Assignment: Every line of the entries below from the one containing "if self.can_suppress(ci, &ag)" to the one containing "pub fn flush_all<F: FnMut(&AgInfo)>(&mut", both ends included, must be written out exactly. No other line belongs in the answer.

The records:
++++++
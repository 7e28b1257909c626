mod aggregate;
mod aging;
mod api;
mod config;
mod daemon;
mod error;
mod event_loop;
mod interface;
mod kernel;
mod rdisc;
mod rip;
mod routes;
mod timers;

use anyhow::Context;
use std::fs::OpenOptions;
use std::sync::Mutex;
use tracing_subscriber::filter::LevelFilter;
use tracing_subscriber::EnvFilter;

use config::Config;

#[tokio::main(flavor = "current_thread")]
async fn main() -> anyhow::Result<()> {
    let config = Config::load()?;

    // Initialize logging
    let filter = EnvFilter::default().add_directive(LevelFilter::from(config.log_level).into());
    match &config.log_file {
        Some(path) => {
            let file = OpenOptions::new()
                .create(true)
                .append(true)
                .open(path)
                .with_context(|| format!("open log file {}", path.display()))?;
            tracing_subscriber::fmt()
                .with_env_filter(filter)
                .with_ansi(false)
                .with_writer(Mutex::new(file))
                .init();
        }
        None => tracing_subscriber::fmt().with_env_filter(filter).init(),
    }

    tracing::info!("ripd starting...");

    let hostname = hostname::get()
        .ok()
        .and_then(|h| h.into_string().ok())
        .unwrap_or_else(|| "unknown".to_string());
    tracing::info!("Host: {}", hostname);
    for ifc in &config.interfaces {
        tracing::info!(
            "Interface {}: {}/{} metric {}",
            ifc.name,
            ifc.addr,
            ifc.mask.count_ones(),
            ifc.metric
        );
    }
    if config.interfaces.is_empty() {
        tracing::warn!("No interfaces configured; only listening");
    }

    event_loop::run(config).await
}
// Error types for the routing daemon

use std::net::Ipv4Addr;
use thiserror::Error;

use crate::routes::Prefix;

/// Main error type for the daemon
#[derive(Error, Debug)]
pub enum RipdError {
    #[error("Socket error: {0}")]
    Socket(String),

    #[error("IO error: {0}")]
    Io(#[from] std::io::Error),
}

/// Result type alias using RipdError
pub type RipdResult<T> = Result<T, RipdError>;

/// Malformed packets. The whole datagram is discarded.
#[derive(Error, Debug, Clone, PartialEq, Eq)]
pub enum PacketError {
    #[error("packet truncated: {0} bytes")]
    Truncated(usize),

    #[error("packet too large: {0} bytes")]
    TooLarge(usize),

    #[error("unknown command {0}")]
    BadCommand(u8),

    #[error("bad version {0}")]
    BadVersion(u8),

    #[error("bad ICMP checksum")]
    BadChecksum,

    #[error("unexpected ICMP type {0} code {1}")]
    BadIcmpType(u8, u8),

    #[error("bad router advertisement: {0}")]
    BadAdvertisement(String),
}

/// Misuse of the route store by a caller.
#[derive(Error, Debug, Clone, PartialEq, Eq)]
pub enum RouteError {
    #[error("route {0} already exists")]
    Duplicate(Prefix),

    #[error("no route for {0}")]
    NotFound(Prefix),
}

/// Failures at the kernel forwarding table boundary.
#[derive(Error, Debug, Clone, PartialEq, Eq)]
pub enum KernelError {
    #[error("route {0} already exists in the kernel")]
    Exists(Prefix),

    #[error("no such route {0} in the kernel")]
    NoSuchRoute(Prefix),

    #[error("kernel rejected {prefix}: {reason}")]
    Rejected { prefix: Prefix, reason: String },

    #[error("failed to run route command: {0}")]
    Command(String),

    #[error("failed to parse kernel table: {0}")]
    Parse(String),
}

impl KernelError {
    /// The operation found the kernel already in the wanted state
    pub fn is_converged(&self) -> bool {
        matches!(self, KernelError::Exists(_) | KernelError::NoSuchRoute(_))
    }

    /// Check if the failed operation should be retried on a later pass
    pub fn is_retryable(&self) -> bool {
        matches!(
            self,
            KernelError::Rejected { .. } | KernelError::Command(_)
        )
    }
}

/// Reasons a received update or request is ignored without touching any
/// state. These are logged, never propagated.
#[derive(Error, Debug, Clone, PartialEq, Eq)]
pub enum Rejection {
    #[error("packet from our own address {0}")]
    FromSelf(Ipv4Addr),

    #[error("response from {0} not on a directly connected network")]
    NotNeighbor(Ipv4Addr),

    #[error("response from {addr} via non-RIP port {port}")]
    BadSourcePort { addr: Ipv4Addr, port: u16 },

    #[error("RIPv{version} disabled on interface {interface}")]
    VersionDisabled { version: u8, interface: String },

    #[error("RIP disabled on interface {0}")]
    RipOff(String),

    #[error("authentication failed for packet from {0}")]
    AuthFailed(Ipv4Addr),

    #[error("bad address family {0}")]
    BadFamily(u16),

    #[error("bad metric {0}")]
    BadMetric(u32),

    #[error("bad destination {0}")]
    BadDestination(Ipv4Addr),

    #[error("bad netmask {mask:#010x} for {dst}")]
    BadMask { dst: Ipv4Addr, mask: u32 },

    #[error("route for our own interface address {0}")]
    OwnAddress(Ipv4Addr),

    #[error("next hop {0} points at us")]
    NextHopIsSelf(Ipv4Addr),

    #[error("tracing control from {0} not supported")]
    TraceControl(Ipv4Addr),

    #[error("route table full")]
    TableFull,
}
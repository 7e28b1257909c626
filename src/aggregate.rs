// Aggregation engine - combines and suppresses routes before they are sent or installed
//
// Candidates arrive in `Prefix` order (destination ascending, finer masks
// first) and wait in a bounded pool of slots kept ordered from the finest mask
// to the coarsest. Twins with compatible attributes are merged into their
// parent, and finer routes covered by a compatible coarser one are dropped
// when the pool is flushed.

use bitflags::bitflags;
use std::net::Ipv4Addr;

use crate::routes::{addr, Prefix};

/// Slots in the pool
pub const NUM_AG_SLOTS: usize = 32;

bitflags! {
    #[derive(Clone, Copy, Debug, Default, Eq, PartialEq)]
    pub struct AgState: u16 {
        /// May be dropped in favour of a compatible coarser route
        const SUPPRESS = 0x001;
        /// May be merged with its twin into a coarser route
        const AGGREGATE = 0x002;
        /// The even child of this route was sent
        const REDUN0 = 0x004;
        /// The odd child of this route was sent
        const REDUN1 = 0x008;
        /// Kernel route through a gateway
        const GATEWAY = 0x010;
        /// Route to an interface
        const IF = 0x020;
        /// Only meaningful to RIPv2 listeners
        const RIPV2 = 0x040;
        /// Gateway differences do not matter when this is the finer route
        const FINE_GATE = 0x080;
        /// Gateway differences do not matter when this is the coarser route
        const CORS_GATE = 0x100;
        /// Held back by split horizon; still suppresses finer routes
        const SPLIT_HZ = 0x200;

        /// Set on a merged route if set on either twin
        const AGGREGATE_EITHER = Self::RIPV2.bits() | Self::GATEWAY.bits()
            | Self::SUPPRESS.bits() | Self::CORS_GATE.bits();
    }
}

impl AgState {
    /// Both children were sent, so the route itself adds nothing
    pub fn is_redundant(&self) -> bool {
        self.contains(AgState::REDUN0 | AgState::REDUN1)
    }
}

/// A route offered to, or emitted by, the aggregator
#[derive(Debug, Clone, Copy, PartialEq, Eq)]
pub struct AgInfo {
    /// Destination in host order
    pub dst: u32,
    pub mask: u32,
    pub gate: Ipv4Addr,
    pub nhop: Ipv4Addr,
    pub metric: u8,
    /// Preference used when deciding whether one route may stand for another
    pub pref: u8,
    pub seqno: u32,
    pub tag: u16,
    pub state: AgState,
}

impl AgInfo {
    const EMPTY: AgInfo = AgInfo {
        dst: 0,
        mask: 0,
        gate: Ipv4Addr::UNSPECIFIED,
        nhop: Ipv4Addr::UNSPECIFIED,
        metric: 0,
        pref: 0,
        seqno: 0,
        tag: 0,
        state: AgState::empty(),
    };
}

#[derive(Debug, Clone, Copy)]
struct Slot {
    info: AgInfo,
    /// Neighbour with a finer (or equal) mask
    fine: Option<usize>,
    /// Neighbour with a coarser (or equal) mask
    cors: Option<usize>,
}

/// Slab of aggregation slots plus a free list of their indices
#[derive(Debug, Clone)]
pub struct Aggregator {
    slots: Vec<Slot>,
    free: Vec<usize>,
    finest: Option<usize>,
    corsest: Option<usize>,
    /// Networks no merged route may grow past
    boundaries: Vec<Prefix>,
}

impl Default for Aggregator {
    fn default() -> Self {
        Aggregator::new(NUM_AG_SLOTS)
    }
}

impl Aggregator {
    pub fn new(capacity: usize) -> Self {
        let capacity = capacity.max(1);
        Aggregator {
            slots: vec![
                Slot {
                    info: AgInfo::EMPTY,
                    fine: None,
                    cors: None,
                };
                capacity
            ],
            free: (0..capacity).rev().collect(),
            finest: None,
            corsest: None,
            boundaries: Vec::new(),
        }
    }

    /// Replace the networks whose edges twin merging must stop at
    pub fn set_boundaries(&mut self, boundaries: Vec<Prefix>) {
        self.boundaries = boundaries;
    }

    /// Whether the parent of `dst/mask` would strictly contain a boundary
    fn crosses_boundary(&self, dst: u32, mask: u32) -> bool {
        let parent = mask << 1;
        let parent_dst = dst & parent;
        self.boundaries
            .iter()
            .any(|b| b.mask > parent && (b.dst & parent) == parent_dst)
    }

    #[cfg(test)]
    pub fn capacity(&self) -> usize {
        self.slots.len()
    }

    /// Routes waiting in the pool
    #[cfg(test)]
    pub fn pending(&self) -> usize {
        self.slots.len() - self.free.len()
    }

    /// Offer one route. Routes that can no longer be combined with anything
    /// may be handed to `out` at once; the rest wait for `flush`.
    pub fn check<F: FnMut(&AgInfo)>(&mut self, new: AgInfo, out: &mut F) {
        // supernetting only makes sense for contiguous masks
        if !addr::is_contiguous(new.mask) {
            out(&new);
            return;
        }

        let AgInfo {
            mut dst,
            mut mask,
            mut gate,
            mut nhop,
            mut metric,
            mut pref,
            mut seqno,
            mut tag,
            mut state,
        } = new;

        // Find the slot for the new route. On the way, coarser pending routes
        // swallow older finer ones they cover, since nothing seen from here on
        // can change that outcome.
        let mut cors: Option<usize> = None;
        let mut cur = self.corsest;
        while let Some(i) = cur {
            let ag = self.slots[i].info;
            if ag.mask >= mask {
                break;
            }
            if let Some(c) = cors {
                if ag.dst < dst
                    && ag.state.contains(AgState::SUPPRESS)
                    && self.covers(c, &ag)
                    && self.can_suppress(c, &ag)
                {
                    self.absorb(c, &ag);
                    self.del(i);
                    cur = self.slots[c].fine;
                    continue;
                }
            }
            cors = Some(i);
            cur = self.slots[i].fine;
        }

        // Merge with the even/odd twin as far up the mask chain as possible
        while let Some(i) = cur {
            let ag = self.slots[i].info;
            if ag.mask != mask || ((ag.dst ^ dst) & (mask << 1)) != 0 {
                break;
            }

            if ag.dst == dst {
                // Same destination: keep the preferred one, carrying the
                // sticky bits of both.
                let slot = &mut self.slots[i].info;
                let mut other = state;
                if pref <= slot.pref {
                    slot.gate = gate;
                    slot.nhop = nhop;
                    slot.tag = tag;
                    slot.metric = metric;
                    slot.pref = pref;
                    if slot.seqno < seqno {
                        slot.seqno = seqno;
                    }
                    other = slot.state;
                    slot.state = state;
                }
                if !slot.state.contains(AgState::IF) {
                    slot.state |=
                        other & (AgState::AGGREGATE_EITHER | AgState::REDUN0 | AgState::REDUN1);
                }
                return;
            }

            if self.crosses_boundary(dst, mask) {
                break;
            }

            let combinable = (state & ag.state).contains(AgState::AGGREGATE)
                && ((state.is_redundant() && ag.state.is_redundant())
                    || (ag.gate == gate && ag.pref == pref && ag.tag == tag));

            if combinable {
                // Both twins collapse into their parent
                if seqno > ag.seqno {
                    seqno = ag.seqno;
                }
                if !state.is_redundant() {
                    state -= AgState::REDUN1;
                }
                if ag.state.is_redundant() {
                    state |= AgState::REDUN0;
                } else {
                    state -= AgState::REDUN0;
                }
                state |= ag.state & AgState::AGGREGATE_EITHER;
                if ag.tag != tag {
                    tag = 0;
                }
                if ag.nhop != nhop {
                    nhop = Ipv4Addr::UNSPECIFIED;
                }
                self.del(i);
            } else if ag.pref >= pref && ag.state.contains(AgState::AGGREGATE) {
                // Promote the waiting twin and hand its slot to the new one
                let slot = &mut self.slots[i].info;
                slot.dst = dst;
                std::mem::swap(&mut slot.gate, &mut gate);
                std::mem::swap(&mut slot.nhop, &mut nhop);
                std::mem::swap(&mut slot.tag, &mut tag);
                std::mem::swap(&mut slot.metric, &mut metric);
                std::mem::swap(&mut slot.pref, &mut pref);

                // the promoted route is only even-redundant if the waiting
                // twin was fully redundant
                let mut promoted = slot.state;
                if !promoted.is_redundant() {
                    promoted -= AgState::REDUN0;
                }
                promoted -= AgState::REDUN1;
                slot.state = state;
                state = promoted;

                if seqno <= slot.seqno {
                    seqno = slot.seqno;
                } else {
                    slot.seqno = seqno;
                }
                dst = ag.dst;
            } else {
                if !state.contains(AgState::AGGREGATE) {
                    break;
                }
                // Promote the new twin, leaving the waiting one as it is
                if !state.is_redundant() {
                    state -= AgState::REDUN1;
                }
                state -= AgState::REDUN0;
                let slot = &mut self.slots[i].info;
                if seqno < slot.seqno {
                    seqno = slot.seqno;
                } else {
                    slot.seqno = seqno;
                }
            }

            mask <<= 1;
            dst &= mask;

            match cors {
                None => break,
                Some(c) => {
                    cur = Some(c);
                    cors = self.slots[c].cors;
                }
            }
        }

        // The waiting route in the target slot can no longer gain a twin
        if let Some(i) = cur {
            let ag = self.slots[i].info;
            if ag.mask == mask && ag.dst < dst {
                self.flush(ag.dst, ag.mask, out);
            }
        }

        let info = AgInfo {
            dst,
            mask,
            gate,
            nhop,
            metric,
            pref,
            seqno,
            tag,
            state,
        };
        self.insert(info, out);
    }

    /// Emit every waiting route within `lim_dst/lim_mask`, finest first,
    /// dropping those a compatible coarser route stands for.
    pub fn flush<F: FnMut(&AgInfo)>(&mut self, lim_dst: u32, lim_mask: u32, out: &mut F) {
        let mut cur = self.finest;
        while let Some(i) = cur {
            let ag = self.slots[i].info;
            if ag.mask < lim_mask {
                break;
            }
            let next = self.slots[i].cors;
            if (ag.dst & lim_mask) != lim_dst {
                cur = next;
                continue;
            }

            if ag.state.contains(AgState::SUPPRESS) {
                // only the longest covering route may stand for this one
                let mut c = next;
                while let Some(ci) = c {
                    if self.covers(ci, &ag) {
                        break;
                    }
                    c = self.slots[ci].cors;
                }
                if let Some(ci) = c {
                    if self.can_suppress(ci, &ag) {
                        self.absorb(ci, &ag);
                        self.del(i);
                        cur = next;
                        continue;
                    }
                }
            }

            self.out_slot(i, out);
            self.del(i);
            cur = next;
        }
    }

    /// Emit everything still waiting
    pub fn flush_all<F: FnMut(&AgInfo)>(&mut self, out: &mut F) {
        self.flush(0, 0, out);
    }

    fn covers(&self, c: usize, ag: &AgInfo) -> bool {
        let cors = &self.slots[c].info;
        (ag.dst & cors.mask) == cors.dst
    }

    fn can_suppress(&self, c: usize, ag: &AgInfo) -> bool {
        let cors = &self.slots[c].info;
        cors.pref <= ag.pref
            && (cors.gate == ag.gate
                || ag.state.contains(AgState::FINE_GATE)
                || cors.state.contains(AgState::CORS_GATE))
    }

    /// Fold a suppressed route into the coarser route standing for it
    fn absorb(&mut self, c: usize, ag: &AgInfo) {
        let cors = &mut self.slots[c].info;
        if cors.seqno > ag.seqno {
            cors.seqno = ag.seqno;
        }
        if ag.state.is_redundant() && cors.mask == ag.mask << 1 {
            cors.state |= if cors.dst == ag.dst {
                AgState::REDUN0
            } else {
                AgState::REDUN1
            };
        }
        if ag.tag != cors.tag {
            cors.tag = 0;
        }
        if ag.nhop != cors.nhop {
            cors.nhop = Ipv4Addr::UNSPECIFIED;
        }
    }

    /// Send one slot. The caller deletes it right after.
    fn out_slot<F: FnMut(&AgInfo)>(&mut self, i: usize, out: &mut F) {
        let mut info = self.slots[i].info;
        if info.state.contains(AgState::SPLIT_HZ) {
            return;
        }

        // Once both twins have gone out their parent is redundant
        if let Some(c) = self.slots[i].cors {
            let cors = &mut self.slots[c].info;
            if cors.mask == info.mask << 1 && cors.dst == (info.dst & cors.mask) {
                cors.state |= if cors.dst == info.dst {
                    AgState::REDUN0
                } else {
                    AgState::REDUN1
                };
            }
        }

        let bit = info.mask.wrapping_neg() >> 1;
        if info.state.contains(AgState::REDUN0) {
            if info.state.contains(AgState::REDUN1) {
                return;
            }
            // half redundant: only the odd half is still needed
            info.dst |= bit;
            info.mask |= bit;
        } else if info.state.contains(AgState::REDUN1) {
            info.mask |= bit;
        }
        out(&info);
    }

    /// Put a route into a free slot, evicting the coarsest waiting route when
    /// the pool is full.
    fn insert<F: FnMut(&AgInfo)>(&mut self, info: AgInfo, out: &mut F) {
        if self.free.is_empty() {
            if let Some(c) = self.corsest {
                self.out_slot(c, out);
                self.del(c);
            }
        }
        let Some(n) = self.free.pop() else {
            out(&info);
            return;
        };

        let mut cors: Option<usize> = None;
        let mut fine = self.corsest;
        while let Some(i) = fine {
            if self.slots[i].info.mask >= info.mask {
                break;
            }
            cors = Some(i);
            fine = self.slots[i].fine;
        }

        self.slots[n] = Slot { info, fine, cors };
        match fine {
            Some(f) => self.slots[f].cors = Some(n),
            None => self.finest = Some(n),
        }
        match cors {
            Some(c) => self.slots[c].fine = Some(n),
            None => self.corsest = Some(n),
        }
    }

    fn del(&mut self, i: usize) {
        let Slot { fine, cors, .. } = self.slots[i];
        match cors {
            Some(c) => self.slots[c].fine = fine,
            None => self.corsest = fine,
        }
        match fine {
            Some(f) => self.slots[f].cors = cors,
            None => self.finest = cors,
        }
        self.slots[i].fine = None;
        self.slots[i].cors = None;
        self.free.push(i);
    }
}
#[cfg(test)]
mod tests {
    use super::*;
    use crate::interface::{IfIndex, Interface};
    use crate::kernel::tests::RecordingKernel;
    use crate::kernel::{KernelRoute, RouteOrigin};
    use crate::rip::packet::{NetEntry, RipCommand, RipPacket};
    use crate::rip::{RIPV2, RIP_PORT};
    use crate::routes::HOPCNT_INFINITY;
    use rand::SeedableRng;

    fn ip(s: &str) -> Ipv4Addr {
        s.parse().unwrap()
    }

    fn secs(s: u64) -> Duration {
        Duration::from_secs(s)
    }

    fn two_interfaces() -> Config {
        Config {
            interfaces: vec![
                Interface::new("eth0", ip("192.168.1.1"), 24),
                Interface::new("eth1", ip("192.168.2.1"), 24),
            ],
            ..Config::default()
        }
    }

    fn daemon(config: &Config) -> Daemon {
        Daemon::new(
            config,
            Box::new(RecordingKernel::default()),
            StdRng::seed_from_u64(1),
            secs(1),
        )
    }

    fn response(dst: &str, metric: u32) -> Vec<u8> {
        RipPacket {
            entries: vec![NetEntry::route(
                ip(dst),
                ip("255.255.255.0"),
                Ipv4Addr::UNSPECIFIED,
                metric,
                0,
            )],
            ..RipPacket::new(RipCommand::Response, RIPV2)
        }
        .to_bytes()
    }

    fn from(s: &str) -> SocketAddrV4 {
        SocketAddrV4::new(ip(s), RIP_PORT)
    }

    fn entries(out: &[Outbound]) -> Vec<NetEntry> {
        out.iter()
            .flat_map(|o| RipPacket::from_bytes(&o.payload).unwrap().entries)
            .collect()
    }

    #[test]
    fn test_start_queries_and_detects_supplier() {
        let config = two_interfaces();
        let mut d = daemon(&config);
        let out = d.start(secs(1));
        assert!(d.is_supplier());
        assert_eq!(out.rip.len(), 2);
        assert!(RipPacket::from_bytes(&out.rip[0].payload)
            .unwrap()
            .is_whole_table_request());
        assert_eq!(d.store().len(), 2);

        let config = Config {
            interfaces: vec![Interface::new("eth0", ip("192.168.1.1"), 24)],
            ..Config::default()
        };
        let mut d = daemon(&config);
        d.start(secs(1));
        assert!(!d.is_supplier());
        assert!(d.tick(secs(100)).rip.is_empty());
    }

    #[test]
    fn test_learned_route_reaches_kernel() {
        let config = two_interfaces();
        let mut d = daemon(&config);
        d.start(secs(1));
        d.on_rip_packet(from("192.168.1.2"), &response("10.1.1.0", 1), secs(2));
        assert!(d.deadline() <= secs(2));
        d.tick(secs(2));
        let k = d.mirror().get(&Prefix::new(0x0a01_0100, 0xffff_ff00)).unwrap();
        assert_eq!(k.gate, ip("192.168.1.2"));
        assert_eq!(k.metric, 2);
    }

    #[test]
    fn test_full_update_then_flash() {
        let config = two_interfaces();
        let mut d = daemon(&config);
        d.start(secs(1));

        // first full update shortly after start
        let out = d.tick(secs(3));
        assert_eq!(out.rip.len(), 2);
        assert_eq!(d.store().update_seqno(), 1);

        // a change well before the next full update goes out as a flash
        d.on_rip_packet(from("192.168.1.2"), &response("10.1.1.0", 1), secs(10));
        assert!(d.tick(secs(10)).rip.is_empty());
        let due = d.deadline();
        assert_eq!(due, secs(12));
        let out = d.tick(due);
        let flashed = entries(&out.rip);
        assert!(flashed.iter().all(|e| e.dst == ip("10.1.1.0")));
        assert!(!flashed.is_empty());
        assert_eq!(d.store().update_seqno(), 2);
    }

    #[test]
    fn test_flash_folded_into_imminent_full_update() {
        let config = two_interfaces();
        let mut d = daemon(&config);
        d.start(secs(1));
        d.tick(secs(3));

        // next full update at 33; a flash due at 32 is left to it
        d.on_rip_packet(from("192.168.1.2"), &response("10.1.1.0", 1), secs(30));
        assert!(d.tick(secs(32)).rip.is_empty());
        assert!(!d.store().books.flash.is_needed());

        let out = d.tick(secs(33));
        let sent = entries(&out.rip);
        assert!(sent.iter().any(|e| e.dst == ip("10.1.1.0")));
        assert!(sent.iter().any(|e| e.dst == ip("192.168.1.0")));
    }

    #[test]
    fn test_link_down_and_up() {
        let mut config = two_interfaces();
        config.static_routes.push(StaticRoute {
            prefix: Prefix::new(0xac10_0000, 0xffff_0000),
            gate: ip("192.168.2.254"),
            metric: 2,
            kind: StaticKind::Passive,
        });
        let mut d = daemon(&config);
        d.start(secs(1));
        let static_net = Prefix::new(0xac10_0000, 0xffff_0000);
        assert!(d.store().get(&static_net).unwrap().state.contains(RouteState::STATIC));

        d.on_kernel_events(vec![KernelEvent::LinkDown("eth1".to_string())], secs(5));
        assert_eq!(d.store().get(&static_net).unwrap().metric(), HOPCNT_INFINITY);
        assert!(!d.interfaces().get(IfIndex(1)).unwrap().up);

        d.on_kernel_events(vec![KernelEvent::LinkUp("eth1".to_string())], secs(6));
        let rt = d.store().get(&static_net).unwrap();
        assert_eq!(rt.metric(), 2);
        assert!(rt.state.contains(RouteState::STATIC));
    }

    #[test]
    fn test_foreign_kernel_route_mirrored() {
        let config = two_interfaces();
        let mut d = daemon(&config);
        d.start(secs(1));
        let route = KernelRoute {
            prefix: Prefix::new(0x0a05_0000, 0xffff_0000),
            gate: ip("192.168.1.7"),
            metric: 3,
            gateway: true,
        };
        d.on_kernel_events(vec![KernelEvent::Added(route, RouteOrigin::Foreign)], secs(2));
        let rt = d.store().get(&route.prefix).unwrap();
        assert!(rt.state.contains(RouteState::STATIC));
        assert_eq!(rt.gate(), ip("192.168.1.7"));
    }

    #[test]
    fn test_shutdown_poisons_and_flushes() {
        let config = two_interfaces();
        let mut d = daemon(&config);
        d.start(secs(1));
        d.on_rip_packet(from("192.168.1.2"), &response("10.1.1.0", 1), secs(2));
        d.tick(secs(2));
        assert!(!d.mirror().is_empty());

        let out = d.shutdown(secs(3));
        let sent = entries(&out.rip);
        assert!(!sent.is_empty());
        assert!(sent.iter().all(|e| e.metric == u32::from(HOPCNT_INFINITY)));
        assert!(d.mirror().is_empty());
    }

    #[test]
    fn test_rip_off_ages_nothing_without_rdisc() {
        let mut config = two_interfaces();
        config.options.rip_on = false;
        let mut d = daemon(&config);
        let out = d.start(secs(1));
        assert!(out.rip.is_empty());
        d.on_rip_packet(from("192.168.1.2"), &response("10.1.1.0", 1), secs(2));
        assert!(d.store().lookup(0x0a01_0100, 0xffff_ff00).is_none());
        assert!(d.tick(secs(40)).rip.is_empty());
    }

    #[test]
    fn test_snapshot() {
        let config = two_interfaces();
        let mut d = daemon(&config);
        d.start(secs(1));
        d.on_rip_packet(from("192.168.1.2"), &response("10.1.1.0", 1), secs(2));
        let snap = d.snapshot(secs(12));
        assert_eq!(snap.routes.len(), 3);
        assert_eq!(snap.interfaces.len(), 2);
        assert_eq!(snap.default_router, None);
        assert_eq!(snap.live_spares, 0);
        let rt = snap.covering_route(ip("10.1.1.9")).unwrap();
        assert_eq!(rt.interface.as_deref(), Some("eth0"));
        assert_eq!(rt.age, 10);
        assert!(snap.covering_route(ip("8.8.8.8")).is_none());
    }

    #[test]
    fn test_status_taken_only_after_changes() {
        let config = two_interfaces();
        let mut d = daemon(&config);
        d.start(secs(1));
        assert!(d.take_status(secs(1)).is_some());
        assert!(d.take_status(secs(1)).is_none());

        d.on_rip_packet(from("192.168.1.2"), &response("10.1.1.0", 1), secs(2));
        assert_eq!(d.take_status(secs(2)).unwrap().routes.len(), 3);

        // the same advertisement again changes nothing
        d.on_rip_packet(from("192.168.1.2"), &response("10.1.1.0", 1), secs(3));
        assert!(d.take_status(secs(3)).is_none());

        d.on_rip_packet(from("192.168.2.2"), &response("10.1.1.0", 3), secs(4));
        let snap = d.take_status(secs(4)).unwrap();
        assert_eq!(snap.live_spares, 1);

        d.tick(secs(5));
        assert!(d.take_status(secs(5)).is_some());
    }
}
++++++
Exercise answer:
                    if self.can_suppress(ci, &ag) {
                        self.absorb(ci, &ag);
                        self.del(i);
                        cur = next;
                        continue;
                    }
                }
            }

            self.out_slot(i, out);
            self.del(i);
            cur = next;
        }
    }

    /// Emit everything still waiting
    pub fn flush_all<F: FnMut(&AgInfo)>(&mut self, out: &mut F) {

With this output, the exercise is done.